Search the records for "Alien". Report every line where it occurs.

[[ Entries shown open ]]

//! List view: filter controls, status toggles and character cards.

use crate::catalog::{apply, distinct, Character, FilterState, ALL_SPECIES};
use crate::render::{escape, layout};
use crate::routing::Route;
use crate::state::LoadState;

/// Render the list view for the current load state and filters.
pub fn list_page(title: &str, state: &LoadState, filters: &FilterState) -> String {
    let characters = state.characters();
    let filtered = apply(characters, filters);

    let body = format!(
        r#"<main class="main">
{form}
{statuses}
{content}
</main>"#,
        form = filter_form(characters, filters),
        statuses = status_toggles(characters, filters),
        content = content(state, filters, &filtered, characters.len()),
    );

    layout::page(title, &body)
}

fn filter_form(characters: &[Character], filters: &FilterState) -> String {
    let mut species = distinct(characters, |c| c.species.as_str());
    if filters.species_filter() != ALL_SPECIES && !species.iter().any(|s| s == filters.species_filter()) {
        species.push(filters.species_filter().to_string());
    }

    let options: String = std::iter::once(ALL_SPECIES.to_string())
        .chain(species)
        .map(|s| {
            let selected = if s == filters.species_filter() { " selected" } else { "" };
            format!(r#"<option value="{v}"{selected}>{v}</option>"#, v = escape(&s), selected = selected)
        })
        .collect();

    let hidden: String = filters
        .statuses()
        .map(|s| format!(r#"<input type="hidden" name="status" value="{}">"#, escape(s)))
        .collect();

    format!(
        r#"<section class="form-section">
    <form method="get" action="/" class="form-section">
        <fieldset class="form-section__container">
            <label for="character" class="form-section__label">Name</label>
            <input type="text" id="character" name="name" value="{name}" placeholder="Search your favorite character" class="form-section__input">
        </fieldset>
        <fieldset class="form-section__container">
            <label for="species" class="form-section__label">Species</label>
            <select id="species" name="species" class="form-section__select">{options}</select>
        </fieldset>
        {hidden}
        <button type="submit">Filter</button>
        <a href="/" class="form-section__reset">Reset</a>
    </form>
</section>"#,
        name = escape(filters.name_query()),
        options = options,
        hidden = hidden,
    )
}

fn status_toggles(characters: &[Character], filters: &FilterState) -> String {
    let links: String = distinct(characters, |c| c.status.as_str())
        .iter()
        .map(|status| {
            let class = if filters.has_status(status) {
                "status-filter__option status-filter__option--active"
            } else {
                "status-filter__option"
            };
            format!(
                r#"<a class="{class}" href="{href}">{label}</a>"#,
                class = class,
                href = escape(&filters.with_status_toggled(status).href()),
                label = escape(status),
            )
        })
        .collect();

    format!(r#"<nav class="status-filter" aria-label="Status">{}</nav>"#, links)
}

fn content(state: &LoadState, filters: &FilterState, filtered: &[&Character], total: usize) -> String {
    match state {
        LoadState::Loading => {
            r#"<div class="loader" role="status">Loading characters…</div>"#.to_string()
        }
        LoadState::LoadError(reason) => format!(
            r#"<div class="load-error" role="alert">Could not load characters: {}</div>"#,
            escape(reason)
        ),
        LoadState::Loaded(_) if filtered.is_empty() => {
            format!(r#"<p class="empty">{}</p>"#, empty_message(filters, total))
        }
        LoadState::Loaded(_) => {
            let cards: String = filtered.iter().map(|c| card(c)).collect();
            format!(
                r#"<p class="count">Showing {shown} of {total} characters</p>
<ul class="cards">{cards}</ul>"#,
                shown = filtered.len(),
                total = total,
                cards = cards,
            )
        }
    }
}

fn empty_message(filters: &FilterState, total: usize) -> String {
    if total == 0 {
        "There are no characters to show.".to_string()
    } else if !filters.name_query().is_empty() {
        format!(
            r#"There is no character that matches "{}"."#,
            escape(filters.name_query())
        )
    } else {
        "No characters match these filters.".to_string()
    }
}

fn card(character: &Character) -> String {
    let name = escape(&character.name);
    format!(
        r#"<li class="card"><a href="{href}"><article>
    <img src="{image}" alt="Image from {name}" title="Image from {name}" class="card__image">
    <h2 class="card__name">{name}</h2>
    <p class="card__species">{species}</p>
</article></a></li>"#,
        href = Route::Detail(character.id).path(),
        image = escape(&character.image),
        name = name,
        species = escape(&character.species),
    )
}

#[cfg(test)]
mod tests {
    use super::*;

    fn loaded() -> LoadState {
        LoadState::Loaded(
            vec![
                Character::new(1, "Rick Sanchez", "Human", "Alive"),
                Character::new(2, "Morty Smith", "Human", "Dead"),
                Character::new(3, "Bird Person", "Alien", "Dead"),
            ]
            .into(),
        )
    }

    #[test]
    fn test_loading_shows_loader_and_controls() {
        let html = list_page("Title", &LoadState::Loading, &FilterState::default());
        assert!(html.contains("Loading characters"));
        assert!(html.contains(r#"name="name""#));
        assert!(!html.contains("class=\"cards\""));
    }

    #[test]
    fn test_load_error_shows_banner() {
        let state = LoadState::LoadError("upstream returned status 502".into());
        let html = list_page("Title", &state, &FilterState::default());
        assert!(html.contains("load-error"));
        assert!(html.contains("upstream returned status 502"));
        assert!(!html.contains("Loading characters"));
    }

    #[test]
    fn test_filtered_cards() {
        let filters = FilterState::from_query("species=Human&status=Dead");
        let html = list_page("Title", &loaded(), &filters);

        assert!(html.contains(r#"href="/character/2""#));
        assert!(!html.contains(r#"href="/character/1""#));
        assert!(!html.contains(r#"href="/character/3""#));
        assert!(html.contains("Showing 1 of 3 characters"));
        assert!(html.contains(r#"<option value="Human" selected>"#));
    }

    #[test]
    fn test_status_toggle_links() {
        let filters = FilterState::from_query("status=Dead");
        let html = list_page("Title", &loaded(), &filters);

        // active toggle links back to the unfiltered list
        assert!(html.contains(r#"status-filter__option--active" href="/">Dead</a>"#));
        assert!(html.contains(r#"href="/?status=Alive&amp;status=Dead">Alive</a>"#));
    }

    #[test]
    fn test_no_match_message() {
        let filters = FilterState::from_query("name=Squanchy");
        let html = list_page("Title", &loaded(), &filters);
        assert!(html.contains(r#"There is no character that matches "Squanchy"."#));
    }

    #[test]
    fn test_no_match_without_name_query() {
        let filters = FilterState::from_query("species=Alien&status=Alive");
        let html = list_page("Title", &loaded(), &filters);
        assert!(html.contains("No characters match these filters."));
        assert!(!html.contains("matches \"\""));
    }

    #[test]
    fn test_empty_collection_message() {
        let state = LoadState::Loaded(Vec::<Character>::new().into());
        let html = list_page("Title", &state, &FilterState::default());
        assert!(html.contains("There are no characters to show."));
        assert!(!html.contains("matches"));
    }
}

[[ Entries shown closed ]]

=== Output for this task ===
                Character::new(3, "Bird Person", "Alien", "Dead"),
        let filters = FilterState::from_query("species=Alien&status=Alive");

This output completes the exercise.